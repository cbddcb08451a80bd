//! Admission of `PgInstanceProfile`.

use std::sync::Arc;

use async_trait::async_trait;
use kube::core::admission::{AdmissionRequest, Operation};
use kube::ResourceExt;

use super::{AdmissionPipeline, PipelineBuilder, ValidationFailed, Validator};
use crate::crd::{PgCluster, PgDistributedLogs, PgInstanceProfile};
use crate::error::Result;
use crate::resolver::CustomResourceFinder;
use crate::version::{OperatorVersion, VersionRange};

/// A profile cannot be deleted while a cluster or distributed logs cluster
/// of its namespace still references it.
struct InUseValidator {
    clusters: Arc<dyn CustomResourceFinder<PgCluster>>,
    logs: Arc<dyn CustomResourceFinder<PgDistributedLogs>>,
}

#[async_trait]
impl Validator<PgInstanceProfile> for InUseValidator {
    async fn validate(
        &self,
        request: &AdmissionRequest<PgInstanceProfile>,
    ) -> Result<(), ValidationFailed> {
        if !matches!(request.operation, Operation::Delete) {
            return Ok(());
        }
        let namespace = request.namespace.clone().unwrap_or_default();
        let name = request.name.as_str();

        let mut users: Vec<String> = self
            .clusters
            .list(&namespace)
            .await?
            .into_iter()
            .filter(|c| c.spec.instance_profile == name)
            .map(|c| c.name_any())
            .collect();
        users.extend(
            self.logs
                .list(&namespace)
                .await?
                .into_iter()
                .filter(|l| l.spec.instance_profile.as_deref() == Some(name))
                .map(|l| l.name_any()),
        );
        if users.is_empty() {
            return Ok(());
        }
        Err(ValidationFailed::forbidden_deletion(format!(
            "Can't delete instance profile {name} because it is used by {}",
            users.join(", ")
        )))
    }
}

pub fn pipeline(
    version: OperatorVersion,
    clusters: Arc<dyn CustomResourceFinder<PgCluster>>,
    logs: Arc<dyn CustomResourceFinder<PgDistributedLogs>>,
) -> Result<AdmissionPipeline<PgInstanceProfile>> {
    PipelineBuilder::new()
        .validator(
            "in-use",
            VersionRange::from(OperatorVersion::V1_1),
            InUseValidator { clusters, logs },
        )
        .build(version)
}

#[cfg(test)]
mod tests {
    use super::*;
    use crate::admission::testing::request;
    use crate::admission::Verdict;
    use crate::crd::cluster::{PgClusterSpec, PodsSpec};
    use crate::crd::instance_profile::PgInstanceProfileSpec;
    use crate::crd::shared::{PersistentVolumeSpec, PostgresSpec};
    use crate::resolver::StaticFinder;

    fn profile() -> PgInstanceProfile {
        let mut profile = PgInstanceProfile::new(
            "pg",
            PgInstanceProfileSpec {
                cpu: "1".to_string(),
                memory: "1Gi".to_string(),
                containers: Default::default(),
                init_containers: Default::default(),
            },
        );
        profile.metadata.namespace = Some("db".to_string());
        profile
    }

    fn cluster(name: &str, profile: &str) -> PgCluster {
        let mut cluster = PgCluster::new(
            name,
            PgClusterSpec {
                instances: 1,
                postgres: PostgresSpec {
                    version: "16".to_string(),
                    parameters: Default::default(),
                },
                instance_profile: profile.to_string(),
                distributed_logs: None,
                replication: None,
                pods: PodsSpec {
                    persistent_volume: PersistentVolumeSpec {
                        size: "1Gi".to_string(),
                        storage_class: None,
                    },
                },
                resources: None,
                non_production_options: None,
            },
        );
        cluster.metadata.namespace = Some("db".to_string());
        cluster
    }

    #[tokio::test]
    async fn test_profile_in_use_cannot_be_deleted() {
        // The test request names the profile "pg".
        let clusters = StaticFinder::new()
            .with(cluster("orders", "pg"))
            .with(cluster("billing", "other"));
        let pipeline = pipeline(
            OperatorVersion::V1_3,
            Arc::new(clusters),
            Arc::new(StaticFinder::new()),
        )
        .unwrap();

        let mut req = request(Operation::Delete, None, Some(&profile()));
        assert_eq!(
            pipeline.admit(&mut req).await.unwrap(),
            Verdict::Denied(ValidationFailed::forbidden_deletion(
                "Can't delete instance profile pg because it is used by orders"
            ))
        );

        let mut req = request(Operation::Update, Some(&profile()), Some(&profile()));
        assert_eq!(
            pipeline.admit(&mut req).await.unwrap(),
            Verdict::Allowed { patch: None }
        );
    }

    #[test]
    fn test_not_active_before_1_1() {
        let pipeline = pipeline(
            OperatorVersion::V1_0,
            Arc::new(StaticFinder::new()),
            Arc::new(StaticFinder::new()),
        )
        .unwrap();
        assert!(pipeline.validators().is_empty());
    }
}
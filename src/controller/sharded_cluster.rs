//! PgShardedCluster controller. Its children are PgCluster resources, which
//! the PgCluster controller then reconciles in turn.

use std::sync::Arc;

use k8s_openapi::api::core::v1::Service;
use kube::api::Api;
use kube::runtime::controller::Controller;
use kube::runtime::watcher::Config as WatcherConfig;
use kube::Client;
use tracing::info;

use super::{drive, owned_watcher, Context};
use crate::conciliation::{
    ConditionStatusOracle, Conciliator, HandlerDispatch, LabelScanner, RegistryGenerator,
};
use crate::crd::{PgCluster, PgShardedCluster};
use crate::error::Result;
use crate::factory::sharded_cluster::{registry, ShardedClusterContextBuilder, MANAGED_KINDS};
use crate::resolver::KubeFinder;
use crate::store::ObjectStore;
use crate::version::OperatorVersion;

pub fn conciliator(
    client: Client,
    store: Arc<dyn ObjectStore>,
    version: OperatorVersion,
) -> Result<Conciliator<PgShardedCluster>> {
    let context = ShardedClusterContextBuilder::new(
        Arc::new(KubeFinder::new(client.clone())),
        Arc::new(KubeFinder::new(client)),
    );
    let generator = RegistryGenerator::new(Arc::new(context), Arc::new(registry(version)?));
    Ok(Conciliator::new(
        Arc::new(generator),
        Arc::new(LabelScanner::new(store.clone(), MANAGED_KINDS)),
        Arc::new(ConditionStatusOracle),
        store,
        HandlerDispatch::standard(),
    ))
}

pub async fn run(ctx: Arc<Context<PgShardedCluster>>) {
    let client = ctx.client.clone();
    let controller = Controller::new(
        Api::<PgShardedCluster>::all(client.clone()),
        WatcherConfig::default(),
    )
    .owns(Api::<PgCluster>::all(client.clone()), owned_watcher())
    .owns(Api::<Service>::all(client), owned_watcher());
    info!("starting PgShardedCluster controller");
    drive(controller, ctx).await;
}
..............................
• **Task description**: Your reply must consist solely of the number of lines in the data that contain the word "PgClusterSpec".

• **Written response**: 2